Many revolvers are very tight when brand-new, and nowadays the factories aren't doing much in the way of hand-fitting the action parts. So, before I'd send it back, I'd:

- Put some high-quality oil on the rear of the extractor, where the cylinder hand pokes out of the frame slot and pushes on the tiny nubs to rotate the cylinder. If you are only feeling the tightness on one chamber, and it happens whether you are hand-cocking the hammer or squeezing the trigger double-action, then it's probably a tight spot on one of these nubs or the notches between them. Adding some lube will help these tight parts wear-in and work together without gouging or galling the metal.

- Open the cylinder, push on the extractor rod, and hold it in to expose the rear face of the cylinder and the underside of the extractor, then closely inspect these two areas for any chunks of fouling, unburned gunpowder, or small metal filings. Anything that prevents the extractor from fully seating back into the relief cut in the rear cylinder face can affect the action's "feel" by effectively making the cylinder "too long", which can cause binding during rotation. Often, this binding will be worse at one spot in the rotation, and make it more difficult to hand-cock or fire in DA mode when the cylinder reaches this spot. Sometimes, under extreme circumstances, this can force the cylinder forward in the frame during rotation, causing the front face of the cylinder to drag and bind on the rear of the barrel. If this is happening, it will leave obvious drag marks on the front face of the cylinder, so look for these if you think it may be happening.

- Finally, shoot it a bit.

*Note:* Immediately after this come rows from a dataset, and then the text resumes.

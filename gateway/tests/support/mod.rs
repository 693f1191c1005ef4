#![allow(dead_code)]

use std::sync::atomic::{AtomicUsize, Ordering};
use std::sync::Arc;

use async_trait::async_trait;
use chrono::{TimeZone, Utc};
use common_session::{
    AuthResult, Claims, GuardConfig, IdentityVerifier, SessionGuard, TokenPair, Verification,
};
use reqwest::Client;
use tracegate::{AppState, GatewayConfig};

pub type Script = Box<dyn Fn() -> AuthResult<Verification> + Send + Sync>;

/// Verifier stand-in that replays a scripted outcome and counts calls.
pub struct ScriptedVerifier {
    script: Script,
    calls: AtomicUsize,
}

impl ScriptedVerifier {
    pub fn new(script: Script) -> Self {
        Self {
            script,
            calls: AtomicUsize::new(0),
        }
    }

    pub fn calls(&self) -> usize {
        self.calls.load(Ordering::SeqCst)
    }
}

#[async_trait]
impl IdentityVerifier for ScriptedVerifier {
    async fn verify(&self, _tokens: &TokenPair) -> AuthResult<Verification> {
        self.calls.fetch_add(1, Ordering::SeqCst);
        (self.script)()
    }
}

pub fn sample_claims(roles: &[&str], permissions: &[&str]) -> Claims {
    Claims {
        subject: "U2abc".to_string(),
        email: Some("dev@example.com".to_string()),
        display_name: Some("Dev One".to_string()),
        roles: roles.iter().map(|r| r.to_string()).collect(),
        permissions: permissions.iter().map(|p| p.to_string()).collect(),
        tenants: Vec::new(),
        expires_at: Utc.timestamp_opt(1_900_000_000, 0).single().unwrap(),
        issued_at: None,
        issuer: "test-proj".to_string(),
        raw: serde_json::Value::Null,
    }
}

pub fn guard_config() -> GuardConfig {
    GuardConfig::new("test-proj", "https://auth.example.com")
}

pub fn gateway_config(upstream: &str) -> GatewayConfig {
    GatewayConfig {
        host: "127.0.0.1".to_string(),
        port: 0,
        upstream_url: upstream.trim_end_matches('/').to_string(),
        login_flow_id: "sign-up-or-in".to_string(),
        redirect_url: "/".to_string(),
        widget_url: None,
    }
}

/// Full gateway state wired to a scripted verifier instead of the identity
/// authority.
pub fn app_state(verifier: Arc<ScriptedVerifier>, upstream: &str) -> AppState {
    let config = Arc::new(guard_config());
    let dyn_verifier: Arc<dyn IdentityVerifier> = verifier;
    AppState {
        guard: Arc::new(SessionGuard::new(config.clone(), dyn_verifier)),
        config,
        gateway: Arc::new(gateway_config(upstream)),
        http_client: Client::new(),
    }
}
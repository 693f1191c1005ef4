pub mod app;
pub mod config;
pub mod proxy;
pub mod routes;

pub use app::{build_router, AppState};
pub use config::{load_gateway_config, GatewayConfig};
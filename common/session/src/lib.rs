pub mod claims;
pub mod config;
pub mod context;
pub mod error;
pub mod extract;
pub mod guard;
pub mod keyset;
pub mod project;
pub mod tokens;
pub mod verifier;

pub use claims::Claims;
pub use config::{CookieSameSite, GuardConfig, UsernameClaim};
pub use context::{identity_headers, run_tags};
pub use error::{AuthError, AuthResult};
pub use extract::{ensure_admin, ensure_permission, ensure_role, AuthContext, GuardError};
pub use guard::{session_guard, Outcome, SessionGuard};
pub use keyset::{KeyCache, KeySetClient};
pub use project::{project, PermissionLevel, UserContext};
pub use tokens::{TokenPair, TokenStore, Transport};
pub use verifier::{IdentityVerifier, RemoteVerifier, RemoteVerifierBuilder, Verification};
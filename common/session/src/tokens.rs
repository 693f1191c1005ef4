use axum::http::header::{AUTHORIZATION, COOKIE, SET_COOKIE};
use axum::http::{HeaderMap, HeaderValue};
use tracing::warn;

use crate::config::{CookieSameSite, GuardConfig};

/// Lifetime of a persisted refresh cookie. Session cookie lifetime is
/// configurable; the refresh credential outlives it by design of the
/// authority's rotation scheme.
const REFRESH_COOKIE_MAX_AGE: u32 = 86_400;

/// Opaque bearer credentials issued by the identity authority.
#[derive(Debug, Clone, PartialEq, Eq)]
pub struct TokenPair {
    pub session: String,
    pub refresh: Option<String>,
}

impl TokenPair {
    pub fn new(session: impl Into<String>, refresh: Option<String>) -> Self {
        Self {
            session: session.into(),
            refresh,
        }
    }
}

/// How the credentials arrived; decides whether rejection redirects or 401s
/// and whether refreshed tokens are written back.
#[derive(Debug, Clone, Copy, PartialEq, Eq)]
pub enum Transport {
    Cookie,
    Bearer,
}

/// Reads and writes the [`TokenPair`] at the transport level.
///
/// Absence of credentials is `None`, never an error; write failures are
/// logged and dropped rather than surfaced, since the response itself must
/// still go out.
#[derive(Debug, Clone)]
pub struct TokenStore {
    session_cookie: String,
    refresh_cookie: String,
    secure: bool,
    same_site: CookieSameSite,
    session_max_age: u32,
}

impl TokenStore {
    pub fn from_config(config: &GuardConfig) -> Self {
        Self {
            session_cookie: config.session_cookie.clone(),
            refresh_cookie: config.refresh_cookie.clone(),
            secure: config.cookie_secure,
            same_site: config.cookie_same_site,
            session_max_age: config.session_cookie_max_age,
        }
    }

    /// Pull the token pair out of the request. A bearer Authorization header
    /// wins over cookies; bearer transport never carries a refresh token.
    pub fn extract(&self, headers: &HeaderMap) -> Option<(TokenPair, Transport)> {
        if let Some(token) = bearer_token(headers) {
            return Some((TokenPair::new(token, None), Transport::Bearer));
        }

        let session = cookie_value(headers, &self.session_cookie)?;
        let refresh = cookie_value(headers, &self.refresh_cookie);
        Some((TokenPair::new(session, refresh), Transport::Cookie))
    }

    /// Write the (possibly rotated) pair onto the outbound response.
    pub fn persist(&self, headers: &mut HeaderMap, pair: &TokenPair) {
        self.append_cookie(
            headers,
            &self.session_cookie,
            &pair.session,
            self.session_max_age,
        );
        if let Some(refresh) = &pair.refresh {
            self.append_cookie(headers, &self.refresh_cookie, refresh, REFRESH_COOKIE_MAX_AGE);
        }
    }

    /// Expire both cookies on the outbound response (logout).
    pub fn clear(&self, headers: &mut HeaderMap) {
        self.append_cookie(headers, &self.session_cookie, "", 0);
        self.append_cookie(headers, &self.refresh_cookie, "", 0);
    }

    fn append_cookie(&self, headers: &mut HeaderMap, name: &str, value: &str, max_age: u32) {
        let secure = if self.secure { "; Secure" } else { "" };
        let cookie = format!(
            "{name}={value}; Path=/; Max-Age={max_age}; HttpOnly; SameSite={same_site}{secure}",
            same_site = self.same_site.as_str(),
        );
        match HeaderValue::from_str(&cookie) {
            Ok(header) => {
                headers.append(SET_COOKIE, header);
            }
            Err(_) => warn!(cookie = name, "dropping cookie with non-ASCII value"),
        }
    }
}

fn bearer_token(headers: &HeaderMap) -> Option<String> {
    let raw = headers.get(AUTHORIZATION)?.to_str().ok()?.trim();
    let token = raw.strip_prefix("Bearer ")?.trim();
    if token.is_empty() {
        None
    } else {
        Some(token.to_owned())
    }
}

fn cookie_value(headers: &HeaderMap, name: &str) -> Option<String> {
    for header in headers.get_all(COOKIE) {
        let Ok(raw) = header.to_str() else { continue };
        for pair in raw.split(';') {
            if let Some((key, value)) = pair.trim().split_once('=') {
                if key == name && !value.is_empty() {
                    return Some(value.to_string());
                }
            }
        }
    }
    None
}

Run at least 50 to 100 rounds (200 would be better) through it to help the parts seat and start working together. Really, you want everything to be pretty tight at the start, as it's just going to get looser over time as it gets battered during firing; personally, I'd rather have a good tightly-fitted revolver to start with than a loose-as-a-goose rattle-trap.

If, after lubricating it, cleaning under the extractor and shooting a couple boxes of ammo through it, the situation hasn't noticeably improved, then I'd take Steve's advice and send it back for the factory folks to check out.


----------



## denner (Jun 3, 2011)

bucksmasher said:


> Just picked up a new model 69 from the post office.


Generally, new S&W revolvers work like clockwork and S&W's quality control is second to none. AT least that's been my experience with them.

Wouldn't hurt to call S&W


----------



## denner (Jun 3, 2011)

BTW, here's someone on the forum who was having a like issue with his 638

http://www.handgunforum.net/smith-wesson/28223-new-s-w-638-very-difficult-cock-normal.html


----------